Growing a culture of peace

Culture of Peace EdJournal Sept 26 09(tn)



This article published in the Edmonton Journal yesterday was a small expansion of a previous post. International Peace Day being September 21, it was also five days late, and so was edited accordingly. Nevertheless the important parts were retained. Basically it’s me banging my drum again.





  1. Great article as usual, Steve, and I resonate with the whole. Except … a “non-violent Jesus”? What about his diatribe against the Pharisees (Matt. 23) and his driving out of the money-changers? Both of these I think were actions for justice. Is there n/ever a time for violence?

  2. No, never for violence, but always for creative anger and active nonviolence. Like Daniel Berrigan breaking into a federal building in Catonsville and destroying selective service records as a protest agianst the Veitnam war. Jesus was fine with that.

    Thanks for your thoughts and comments Sam.

  3. I need to push you a bit here. I would suggest that Daniel Berrigan committed a violent act. Notice the language – “break” in; “destroy”.

  4. Some proponants of force also accuse pacifists of “violent” provocation when they simply get in the way.

    However, language noted. And you have a point. Thomas Merton also questioned some of Berrigan’s methods. But selective “violence” to property is something other than violating–harming a body. In some contexts, “destroying” a piece of property is a legitimate act of nonviolence as it may be the only avenue open to drawing attention to horrendous acts of state-sponsored violence. At the same time I think the nonviolent activist needs to do some serious reflection before throwing a rock through a window.

  5. But Steve – a nonviolent rock through a window? I would call this violent and rather extreme in fact. But here’s my perspective on this. Foucault said “knowledge is violence.” The application of this to my work of counselling is the recognition that every question I ask and every statement I make is somehow intrusive, i.e., it does violent. Therefore I need to attend to whether my question will be welcomed, whether I have earned the right to ask it. So, I guess I have a different picture of violence. I maintain that it’s more than simply bodily harm. I recall the violation I felt when I discovered once that our house had been broken into. And so, I maintain that there is a place for violence. Evil needs to be confronted and resisted.

  6. Evil needs to be confronted and resisted. Absolutely. You would use “violence” to confront and resist. I would use nonviolence.

    I use quotation marks with your use of the term because your definition of violence is fluid. And I don’t have a problem with that as long as we’re always aware of context. Yes, an uninvited question may very well be personally violent within the borders of a family tragedy–or within the heightened emotional uncovering of a trauma without sufficient relational connection, while in one of your counselling sessions. But is an uninvited question within, say, a political debate violent? If so, then the word, you have to agree, becomes lingually gelatinous.

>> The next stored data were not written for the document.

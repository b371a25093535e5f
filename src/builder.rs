//! Best-effort assembly of a [`ClientConfig`] and the backends built from it

use crate::{
    auth::{Credential, CredentialStore},
    config::ClientConfig,
    daemon::DaemonBackend,
    distribution::HttpRegistry,
    error::*,
    reference::Domain,
    runtime::{validate_namespace, RuntimeBackend},
};
use std::{path::PathBuf, time::Duration};

type ConfigOption = Box<dyn FnOnce(&mut ClientConfig) -> Result<()>>;

/// Outcome of one option passed to [`ClientBuilder`]
#[derive(Debug)]
pub struct OptionReport {
    pub name: String,
    /// `None` if the option took effect
    pub error: Option<Error>,
}

impl OptionReport {
    pub fn applied(&self) -> bool {
        self.error.is_none()
    }
}

/// What happened while a client was built
#[derive(Debug, Default)]
pub struct BuildReport {
    /// Every option in the order given to the builder
    pub options: Vec<OptionReport>,
    /// Skipped entries of the credential file
    pub diagnostics: Vec<Error>,
}

impl BuildReport {
    /// `true` if every option took effect and the credential file was clean
    pub fn is_clean(&self) -> bool {
        self.options.iter().all(OptionReport::applied) && self.diagnostics.is_empty()
    }

    pub fn failed_options(&self) -> impl Iterator<Item = &OptionReport> {
        self.options.iter().filter(|o| !o.applied())
    }
}

/// A client together with the [`BuildReport`] of its construction
#[derive(Debug)]
pub struct Built<T> {
    pub client: T,
    pub report: BuildReport,
}

impl<T> Built<T> {
    fn map<U>(self, f: impl FnOnce(T) -> Result<U>) -> Result<Built<U>> {
        Ok(Built {
            client: f(self.client)?,
            report: self.report,
        })
    }
}

/// Builder applying options in order
///
/// A failing option is logged, recorded in the [`BuildReport`], and leaves
/// the configuration as it was before the option ran. After all options the
/// credential file is loaded; explicit credentials win over its entries.
///
/// ```no_run
/// use regclient::{ClientBuilder, Credential};
///
/// let built = ClientBuilder::new()
///     .auth("registry.example.com", Credential::new("user", "pass"))
///     .build_registry()?;
/// for failed in built.report.failed_options() {
///     eprintln!("{} ignored: {:?}", failed.name, failed.error);
/// }
/// let repos = built.client.get_repos("registry.example.com")?;
/// # Ok::<(), regclient::Error>(())
/// ```
pub struct ClientBuilder {
    config: ClientConfig,
    options: Vec<(String, ConfigOption)>,
}

impl Default for ClientBuilder {
    fn default() -> Self {
        Self::new()
    }
}

impl ClientBuilder {
    pub fn new() -> Self {
        Self::with_config(ClientConfig::default())
    }

    /// Start from `config` instead of the defaults
    pub fn with_config(config: ClientConfig) -> Self {
        ClientBuilder {
            config,
            options: Vec::new(),
        }
    }

    /// Add an arbitrary option
    pub fn option<F>(mut self, name: impl Into<String>, f: F) -> Self
    where
        F: FnOnce(&mut ClientConfig) -> Result<()> + 'static,
    {
        self.options.push((name.into(), Box::new(f)));
        self
    }

    /// Explicit credential for the registry at `address`
    ///
    /// An empty username or password is no credential and fails the option,
    /// leaving the credential file in charge of `address`.
    pub fn auth(self, address: &str, credential: Credential) -> Self {
        let address = address.to_string();
        self.option(format!("auth({})", address), move |config| {
            let domain = Domain::new(&address)?;
            if credential.is_empty() {
                return Err(Error::InvalidCredential(format!(
                    "empty username or password for {}",
                    domain
                )));
            }
            config.credentials.insert(domain, credential);
            Ok(())
        })
    }

    /// Read credentials from `path` instead of docker's `config.json`
    pub fn config_file(self, path: impl Into<PathBuf>) -> Self {
        let path = path.into();
        self.option(format!("config_file({})", path.display()), move |config| {
            config.config_file = Some(path);
            Ok(())
        })
    }

    /// Use explicit credentials only
    pub fn no_config_file(self) -> Self {
        self.option("no_config_file", |config| {
            config.config_file = None;
            Ok(())
        })
    }

    pub fn connect_timeout(self, timeout: Duration) -> Self {
        self.option(format!("connect_timeout({:?})", timeout), move |config| {
            non_zero(timeout)?;
            config.transport.connect_timeout = timeout;
            Ok(())
        })
    }

    pub fn io_timeout(self, timeout: Duration) -> Self {
        self.option(format!("io_timeout({:?})", timeout), move |config| {
            non_zero(timeout)?;
            config.transport.io_timeout = timeout;
            Ok(())
        })
    }

    /// Accept any TLS certificate, including self-signed and expired ones
    pub fn danger_accept_invalid_certs(self) -> Self {
        self.option("danger_accept_invalid_certs", |config| {
            config.transport.accept_invalid_certs = true;
            Ok(())
        })
    }

    pub fn containerd_socket(self, path: impl Into<PathBuf>) -> Self {
        let path = path.into();
        self.option(
            format!("containerd_socket({})", path.display()),
            move |config| {
                config.containerd_socket = path;
                Ok(())
            },
        )
    }

    pub fn namespace(self, namespace: &str) -> Self {
        let namespace = namespace.to_string();
        self.option(format!("namespace({})", namespace), move |config| {
            validate_namespace(&namespace)?;
            config.namespace = namespace;
            Ok(())
        })
    }

    /// Apply the options and load the credential file
    pub fn build(self) -> Built<ClientConfig> {
        let mut config = self.config;
        let mut report = BuildReport::default();

        for (name, option) in self.options {
            let mut scratch = config.clone();
            let error = match option(&mut scratch) {
                Ok(()) => {
                    config = scratch;
                    None
                }
                Err(e) => {
                    log::warn!("Skip option {}: {}", name, e);
                    Some(e)
                }
            };
            report.options.push(OptionReport { name, error });
        }

        if let Some(path) = &config.config_file {
            let (file, diagnostics) = CredentialStore::from_docker_config(path);
            config.credentials.merge_missing(file);
            report.diagnostics = diagnostics;
        }
        log::debug!("Credentials for {} registries", config.credentials.len());

        Built {
            client: config,
            report,
        }
    }

    pub fn build_registry(self) -> Result<Built<HttpRegistry>> {
        self.build().map(|config| HttpRegistry::new(&config))
    }

    pub fn build_daemon(self) -> Result<Built<DaemonBackend>> {
        self.build().map(|config| DaemonBackend::new(&config))
    }

    pub fn build_runtime(self) -> Result<Built<RuntimeBackend>> {
        self.build().map(|config| RuntimeBackend::new(&config))
    }
}

fn non_zero(timeout: Duration) -> Result<()> {
    if timeout.is_zero() {
        return Err(Error::Construction("timeout must be positive".to_string()));
    }
    Ok(())
}

#[cfg(test)]
mod tests {
    use super::*;
    use std::io::Write;

    fn credential_file(content: &str) -> tempfile::NamedTempFile {
        let mut f = tempfile::NamedTempFile::new().unwrap();
        f.write_all(content.as_bytes()).unwrap();
        f
    }

    fn domain(s: &str) -> Domain {
        Domain::new(s).unwrap()
    }

    #[test]
    fn failing_option_is_skipped() {
        let built = ClientBuilder::new()
            .no_config_file()
            .auth("not a domain", Credential::new("user", "pass"))
            .namespace("has space")
            .io_timeout(Duration::from_secs(3))
            .build();

        let report = &built.report;
        let outcomes: Vec<_> = report
            .options
            .iter()
            .map(|o| (o.name.as_str(), o.applied()))
            .collect();
        assert_eq!(
            outcomes,
            vec![
                ("no_config_file", true),
                ("auth(not a domain)", false),
                ("namespace(has space)", false),
                ("io_timeout(3s)", true),
            ]
        );
        assert!(!report.is_clean());
        assert!(matches!(
            report.options[1].error,
            Some(Error::InvalidDomain(_))
        ));
        assert!(built.client.credentials.is_empty());
        assert_eq!(built.client.namespace, crate::config::DEFAULT_NAMESPACE);
        assert_eq!(built.client.transport.io_timeout, Duration::from_secs(3));
    }

    #[test]
    fn failed_option_leaves_no_partial_change() {
        let built = ClientBuilder::new()
            .no_config_file()
            .option("half done", |config| {
                config.namespace = "changed".to_string();
                Err(Error::Construction("fail after write".to_string()))
            })
            .build();
        assert_eq!(built.client.namespace, crate::config::DEFAULT_NAMESPACE);
        assert_eq!(built.report.failed_options().count(), 1);
    }

    #[test]
    fn explicit_credential_wins_over_file() {
        let f = credential_file(
            r#"{"auths": {
                "registry.example.com": {"auth": "dXNlcjpwYXNz"},
                "https://quay.io": {"auth": "cXVheTpzZWNyZXQ="},
                "broken.example.com": {"auth": "bm9jb2xvbg=="}
            }}"#,
        );
        let built = ClientBuilder::new()
            .auth("registry.example.com", Credential::new("explicit", "secret"))
            .config_file(f.path())
            .build();

        let store = &built.client.credentials;
        assert_eq!(store.len(), 2);
        assert_eq!(
            store.get(&domain("registry.example.com")),
            Some(&Credential::new("explicit", "secret"))
        );
        assert_eq!(
            store.get(&domain("quay.io")),
            Some(&Credential::new("quay", "secret"))
        );
        assert_eq!(built.report.diagnostics.len(), 1);
        assert!(matches!(
            built.report.diagnostics[0],
            Error::ConfigParse { .. }
        ));
    }

    #[test]
    fn empty_explicit_credential_keeps_file_entry() {
        let f = credential_file(r#"{"auths": {"registry.example.com": {"auth": "dXNlcjpwYXNz"}}}"#);
        let built = ClientBuilder::new()
            .auth("registry.example.com", Credential::new("", ""))
            .auth("quay.io", Credential::new("user", ""))
            .config_file(f.path())
            .build();

        let store = &built.client.credentials;
        assert_eq!(
            store.get(&domain("registry.example.com")),
            Some(&Credential::new("user", "pass"))
        );
        assert_eq!(store.get(&domain("quay.io")), None);
        assert!(!built.report.is_clean());
        let failed: Vec<_> = built
            .report
            .failed_options()
            .map(|o| o.name.as_str())
            .collect();
        assert_eq!(failed, vec!["auth(registry.example.com)", "auth(quay.io)"]);
        assert!(matches!(
            built.report.options[0].error,
            Some(Error::InvalidCredential(_))
        ));
    }

    #[test]
    fn last_explicit_credential_wins() {
        let built = ClientBuilder::new()
            .no_config_file()
            .auth("registry.example.com", Credential::new("first", "a"))
            .auth("REGISTRY.example.com", Credential::new("second", "b"))
            .build();
        let store = &built.client.credentials;
        assert_eq!(store.len(), 1);
        assert_eq!(
            store.get(&domain("registry.example.com")),
            Some(&Credential::new("second", "b"))
        );
        assert!(built.report.is_clean());
    }

    #[test]
    fn missing_credential_file() {
        let dir = tempfile::tempdir().unwrap();
        let built = ClientBuilder::new()
            .config_file(dir.path().join("config.json"))
            .build();
        assert!(built.client.credentials.is_empty());
        assert!(built.report.is_clean());
    }

    #[test]
    fn registry_keeps_report() -> Result<()> {
        let built = ClientBuilder::new()
            .no_config_file()
            .connect_timeout(Duration::ZERO)
            .danger_accept_invalid_certs()
            .build_registry()?;
        assert_eq!(built.report.failed_options().count(), 1);
        assert!(built.client.credentials().is_empty());
        Ok(())
    }

    #[test]
    fn runtime_construction_failure() {
        let dir = tempfile::tempdir().unwrap();
        let res = ClientBuilder::new()
            .no_config_file()
            .containerd_socket(dir.path().join("containerd.sock"))
            .build_runtime();
        assert!(matches!(res, Err(Error::Construction(_))));
    }
}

    So now, keeping in mind the allegiance we must keep with context, let me take you back to the rock through the window, which you described as “violent and rather extreme.” Well, let’s see. Suppose that behind the window lies the blueprint to the latest long-range nuclear missile. How extreme is it to brake the window of this ICBM facility and tear up the blueprints? Here, wouldn’t you say, the violence lies in walking by and not throwing the rock? (Unless of course the development of nuclear arms poses no moral difficulty.)

    You were right to feel personally violated when your house was broken into. (I well understand the feeling, having undergone such incidents.) And in that context, a personal violence was done to you. But if I’m committing violence by asking intrusive questions of the Minister of National Defence in the frame of my country’s military occupation of another country, then I will, by your definition, choose “violence”. But I choose–I believe with merit and in following the lead people like Dorothy Day and John Dear–to see this questioning, this impeding, where warranted, even to the point of defacing state property, not personal property, as active nonviolence. Such was the context of Jesus’ driving out of the Investors Group.

    In resisting and confronting evil Daniel Barrigan would never break into your house. But he WOULD break into a missile complex and pour abattoir blood on nuclear warheads aimed at enemies so as to forestall a retaliatory missile aimed at all our houses; more importantly, so as to bring a needed awareness of the human propensity to violence in all it’s forms–so as to invoke, at least, a pause–so as to create a possibility.